• Records supplied:
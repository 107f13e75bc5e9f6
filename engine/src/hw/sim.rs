//! Software-clocked DAQ backend. Paces generation off a monotonic clock at
//! the configured sample rate and records everything written to it, which is
//! what the integration tests probe instead of an oscilloscope.

use crate::channels::ChannelSpec;
use crate::error::{EngineError, Result};
use crate::hw::traits::{AoTask, BlockEdge, DaqBackend, DoTask, TaskPair, WriteOutcome};
use crate::registry::DeviceDescriptor;
use std::sync::{Arc, Mutex};
use std::time::{Duration, Instant};

/// How `wait_block` passes time. `Realtime` sleeps like hardware would;
/// `Immediate` returns as soon as the bookkeeping is done so a 30 second
/// asset plays in milliseconds under test.
#[derive(Debug, Clone, Copy, PartialEq, Eq)]
pub enum Pace {
    Realtime,
    Immediate,
}

/// Shared capture state behind every task the backend opens.
#[derive(Debug, Default)]
pub struct SimProbe {
    /// All AO frames written, interleaved in write order.
    pub ao_written: Vec<f64>,
    pub ao_channels: usize,
    pub do_high: bool,
    /// DO level transitions in the order they were commanded.
    pub do_transitions: Vec<bool>,
    pub writes: u64,
    pub underflows_reported: u64,
    /// Fail the AO write after this many successful writes, as if the
    /// device had been unplugged.
    pub fail_writes_after: Option<u64>,
    /// Report the next N writes as having missed the hardware deadline.
    pub force_underflow_writes: u64,
}

pub type ProbeHandle = Arc<Mutex<SimProbe>>;

pub struct SimBackend {
    pace: Pace,
    devices: Vec<DeviceDescriptor>,
    probe: ProbeHandle,
}

impl SimBackend {
    pub fn new(pace: Pace) -> Self {
        Self {
            pace,
            devices: vec![
                DeviceDescriptor {
                    name: "SimDev1".to_string(),
                    product_type: "USB-6343 (simulated)".to_string(),
                    product_category: "X Series DAQ".to_string(),
                    max_ao_rate_hz: 1_000_000.0,
                    ao_line_count: 4,
                    do_line_count: 32,
                },
                DeviceDescriptor {
                    name: "SimDev2".to_string(),
                    product_type: "USB-6001 (simulated)".to_string(),
                    product_category: "Multifunction DAQ".to_string(),
                    max_ao_rate_hz: 250_000.0,
                    ao_line_count: 2,
                    do_line_count: 8,
                },
            ],
            probe: Arc::new(Mutex::new(SimProbe::default())),
        }
    }

    /// Test hook: the capture/fault-injection state shared with opened tasks.
    pub fn probe(&self) -> ProbeHandle {
        self.probe.clone()
    }
}

impl DaqBackend for SimBackend {
    fn label(&self) -> &'static str {
        "sim"
    }

    fn enumerate(&self) -> Result<Vec<DeviceDescriptor>> {
        Ok(self.devices.clone())
    }

    fn driver_version(&self) -> Option<String> {
        Some("sim-1.0.0".to_string())
    }

    fn open(
        &self,
        device: &DeviceDescriptor,
        channels: &ChannelSpec,
        sample_rate_hz: u32,
        _samples_per_frame: usize,
    ) -> Result<TaskPair> {
        if sample_rate_hz as f64 > device.max_ao_rate_hz {
            return Err(EngineError::Device(format!(
                "sample rate {} Hz exceeds AO max {} Hz on '{}'",
                sample_rate_hz, device.max_ao_rate_hz, device.name
            )));
        }
        {
            let mut probe = self.probe.lock().expect("sim probe poisoned");
            probe.ao_written.clear();
            probe.do_transitions.clear();
            probe.ao_channels = channels.ao_count();
            probe.writes = 0;
            probe.underflows_reported = 0;
        }
        Ok(TaskPair {
            ao: Box::new(SimAoTask {
                rate: sample_rate_hz,
                channels: channels.ao_count(),
                pace: self.pace,
                probe: self.probe.clone(),
                queued_frames: 0,
                generated_frames: 0,
                gen_at_start: 0,
                epoch: None,
            }),
            dout: Box::new(SimDoTask {
                probe: self.probe.clone(),
            }),
        })
    }
}

struct SimAoTask {
    rate: u32,
    channels: usize,
    pace: Pace,
    probe: ProbeHandle,
    queued_frames: u64,
    generated_frames: u64,
    gen_at_start: u64,
    epoch: Option<Instant>,
}

impl AoTask for SimAoTask {
    fn start(&mut self) -> Result<()> {
        if self.epoch.is_some() {
            return Err(EngineError::Internal("AO task started twice".to_string()));
        }
        self.epoch = Some(Instant::now());
        self.gen_at_start = self.generated_frames;
        Ok(())
    }

    fn stop(&mut self) -> Result<()> {
        // Aborting a generation task discards whatever the host had queued
        // but the device not yet generated.
        self.queued_frames = self.generated_frames;
        self.epoch = None;
        Ok(())
    }

    fn write(&mut self, interleaved: &[f64], frames: usize) -> Result<WriteOutcome> {
        if interleaved.len() < frames * self.channels {
            return Err(EngineError::Internal(format!(
                "AO write of {} frames with only {} samples",
                frames,
                interleaved.len()
            )));
        }
        let mut probe = self.probe.lock().expect("sim probe poisoned");
        if let Some(limit) = probe.fail_writes_after {
            if probe.writes >= limit {
                return Err(EngineError::Device(
                    "simulated device loss: AO write failed".to_string(),
                ));
            }
        }
        let mut underflowed = self.epoch.is_some() && self.generated_frames > self.queued_frames;
        if probe.force_underflow_writes > 0 {
            probe.force_underflow_writes -= 1;
            underflowed = true;
        }
        // The driver clips to the device voltage range silently.
        probe.ao_written.extend(
            interleaved[..frames * self.channels]
                .iter()
                .map(|v| v.clamp(-1.0, 1.0)),
        );
        probe.writes += 1;
        if underflowed {
            probe.underflows_reported += 1;
        }
        self.queued_frames += frames as u64;
        Ok(WriteOutcome {
            frames_queued: frames,
            underflowed,
        })
    }

    fn generated_frames(&self) -> Result<u64> {
        Ok(self.generated_frames)
    }

    fn wait_block(&mut self, frames: usize) -> Result<BlockEdge> {
        let epoch = self
            .epoch
            .ok_or_else(|| EngineError::Internal("wait_block on a stopped AO task".to_string()))?;
        let target = self.generated_frames + frames as u64;
        if self.pace == Pace::Realtime {
            let due = epoch
                + Duration::from_secs_f64((target - self.gen_at_start) as f64 / self.rate as f64);
            let now = Instant::now();
            if due > now {
                std::thread::sleep(due - now);
            }
        }
        // The sample clock does not stop for the host: the block is
        // generated whether or not data was queued in time.
        self.generated_frames = target;
        Ok(BlockEdge {
            generated_frames: self.generated_frames,
        })
    }
}

struct SimDoTask {
    probe: ProbeHandle,
}

impl DoTask for SimDoTask {
    fn set_high(&mut self) -> Result<()> {
        let mut probe = self.probe.lock().expect("sim probe poisoned");
        probe.do_high = true;
        probe.do_transitions.push(true);
        Ok(())
    }

    fn set_low(&mut self) -> Result<()> {
        let mut probe = self.probe.lock().expect("sim probe poisoned");
        probe.do_high = false;
        probe.do_transitions.push(false);
        Ok(())
    }
}

#[cfg(test)]
mod tests {
    use super::*;

    fn spec() -> ChannelSpec {
        ChannelSpec::new(vec!["ao0".to_string(), "ao1".to_string()], None, vec![])
    }

    fn open(backend: &SimBackend) -> TaskPair {
        let devices = backend.enumerate().unwrap();
        backend.open(&devices[0], &spec(), 48_000, 64).unwrap()
    }

    #[test]
    fn captures_written_frames() {
        let backend = SimBackend::new(Pace::Immediate);
        let probe = backend.probe();
        let mut pair = open(&backend);
        let block = vec![0.25_f64; 64 * 2];
        pair.ao.write(&block, 64).unwrap();
        pair.ao.start().unwrap();
        pair.ao.wait_block(64).unwrap();
        let probe = probe.lock().unwrap();
        assert_eq!(probe.ao_written.len(), 128);
        assert_eq!(probe.underflows_reported, 0);
    }

    #[test]
    fn write_past_generation_is_an_underflow() {
        let backend = SimBackend::new(Pace::Immediate);
        let probe = backend.probe();
        let mut pair = open(&backend);
        pair.ao.start().unwrap();
        // Two blocks tick by before anything is queued.
        pair.ao.wait_block(64).unwrap();
        pair.ao.wait_block(64).unwrap();
        let block = vec![0.0_f64; 64 * 2];
        let outcome = pair.ao.write(&block, 64).unwrap();
        assert!(outcome.underflowed);
        assert_eq!(probe.lock().unwrap().underflows_reported, 1);
    }

    #[test]
    fn out_of_range_samples_are_clipped() {
        let backend = SimBackend::new(Pace::Immediate);
        let probe = backend.probe();
        let mut pair = open(&backend);
        let block = vec![3.0_f64; 2];
        pair.ao.write(&block, 1).unwrap();
        assert_eq!(probe.lock().unwrap().ao_written, vec![1.0, 1.0]);
    }

    #[test]
    fn do_lines_record_transitions() {
        let backend = SimBackend::new(Pace::Immediate);
        let probe = backend.probe();
        let mut pair = open(&backend);
        pair.dout.set_high().unwrap();
        pair.dout.set_low().unwrap();
        let probe = probe.lock().unwrap();
        assert!(!probe.do_high);
        assert_eq!(probe.do_transitions, vec![true, false]);
    }

    #[test]
    fn rejects_rate_above_device_max() {
        let backend = SimBackend::new(Pace::Immediate);
        let devices = backend.enumerate().unwrap();
        let result = backend.open(&devices[1], &spec(), 400_000, 64);
        assert!(matches!(result, Err(EngineError::Device(_))));
    }
}
//! On-disk state: `library.json` (scan results), `history.json` (recently
//! played assets), and `library.bin` (the metadata cache whose content hash
//! decides whether the GUI re-extracts anything).

use crate::library::DirStats;
use daqplay_engine::asset::AudioAsset;
use serde::{Deserialize, Serialize};
use sha2::{Digest, Sha256};
use std::io;
use std::path::Path;

pub const HISTORY_CAP: usize = 50;
const CACHE_VERSION: u32 = 1;

#[derive(Debug, Default, Clone, Serialize, Deserialize)]
pub struct LibraryData {
    #[serde(rename = "audioFiles")]
    pub audio_files: Vec<String>,
    #[serde(rename = "libraryStats")]
    pub library_stats: Vec<DirStats>,
}

#[derive(Debug, Default, Clone, Serialize, Deserialize)]
pub struct LibraryState {
    pub library: LibraryData,
    #[serde(rename = "scanRecursiveLevel")]
    pub scan_recursive_level: usize,
    #[serde(rename = "lastLibbinHash", skip_serializing_if = "Option::is_none")]
    pub last_libbin_hash: Option<String>,
}

impl LibraryState {
    pub fn load(path: &Path) -> io::Result<Self> {
        let bytes = std::fs::read(path)?;
        serde_json::from_slice(&bytes)
            .map_err(|e| io::Error::other(format!("malformed '{}': {}", path.display(), e)))
    }

    pub fn save(&self, path: &Path) -> io::Result<()> {
        let bytes = serde_json::to_vec_pretty(self)
            .map_err(|e| io::Error::other(format!("serialize library state: {}", e)))?;
        std::fs::write(path, bytes)
    }
}

#[derive(Debug, Default, Clone, Serialize, Deserialize)]
pub struct History {
    pub history: Vec<AudioAsset>,
}

impl History {
    pub fn load(path: &Path) -> io::Result<Self> {
        let bytes = std::fs::read(path)?;
        serde_json::from_slice(&bytes)
            .map_err(|e| io::Error::other(format!("malformed '{}': {}", path.display(), e)))
    }

    pub fn save(&self, path: &Path) -> io::Result<()> {
        let bytes = serde_json::to_vec_pretty(self)
            .map_err(|e| io::Error::other(format!("serialize history: {}", e)))?;
        std::fs::write(path, bytes)
    }

    /// Most recent entry last, deduplicated by path, capped.
    pub fn push(&mut self, asset: AudioAsset) {
        self.history.retain(|a| a.path != asset.path);
        self.history.push(asset);
        if self.history.len() > HISTORY_CAP {
            let excess = self.history.len() - HISTORY_CAP;
            self.history.drain(..excess);
        }
    }
}

#[derive(Debug, Serialize, Deserialize)]
struct CacheFile {
    version: u32,
    assets: Vec<AudioAsset>,
}

/// Write the metadata cache and return its content hash.
pub fn save_cache(path: &Path, assets: &[AudioAsset]) -> io::Result<String> {
    let file = CacheFile {
        version: CACHE_VERSION,
        assets: assets.to_vec(),
    };
    let bytes = serde_json::to_vec(&file)
        .map_err(|e| io::Error::other(format!("serialize metadata cache: {}", e)))?;
    std::fs::write(path, &bytes)?;
    Ok(content_hash(&bytes))
}

pub fn load_cache(path: &Path) -> io::Result<(Vec<AudioAsset>, String)> {
    let bytes = std::fs::read(path)?;
    let file: CacheFile = serde_json::from_slice(&bytes)
        .map_err(|e| io::Error::other(format!("malformed '{}': {}", path.display(), e)))?;
    if file.version != CACHE_VERSION {
        return Err(io::Error::other(format!(
            "metadata cache version {} unsupported",
            file.version
        )));
    }
    Ok((file.assets, content_hash(&bytes)))
}

pub fn cache_hash(path: &Path) -> io::Result<String> {
    let bytes = std::fs::read(path)?;
    Ok(content_hash(&bytes))
}

fn content_hash(bytes: &[u8]) -> String {
    let mut hasher = Sha256::new();
    hasher.update(bytes);
    hex::encode(hasher.finalize())
}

• The problem: Collect the lines of the data that carry the word "other".

• Completed task:
            .map_err(|e| io::Error::other(format!("malformed '{}': {}", path.display(), e)))
            .map_err(|e| io::Error::other(format!("serialize library state: {}", e)))?;
            .map_err(|e| io::Error::other(format!("malformed '{}': {}", path.display(), e)))
            .map_err(|e| io::Error::other(format!("serialize history: {}", e)))?;
        .map_err(|e| io::Error::other(format!("serialize metadata cache: {}", e)))?;
        .map_err(|e| io::Error::other(format!("malformed '{}': {}", path.display(), e)))?;
        return Err(io::Error::other(format!(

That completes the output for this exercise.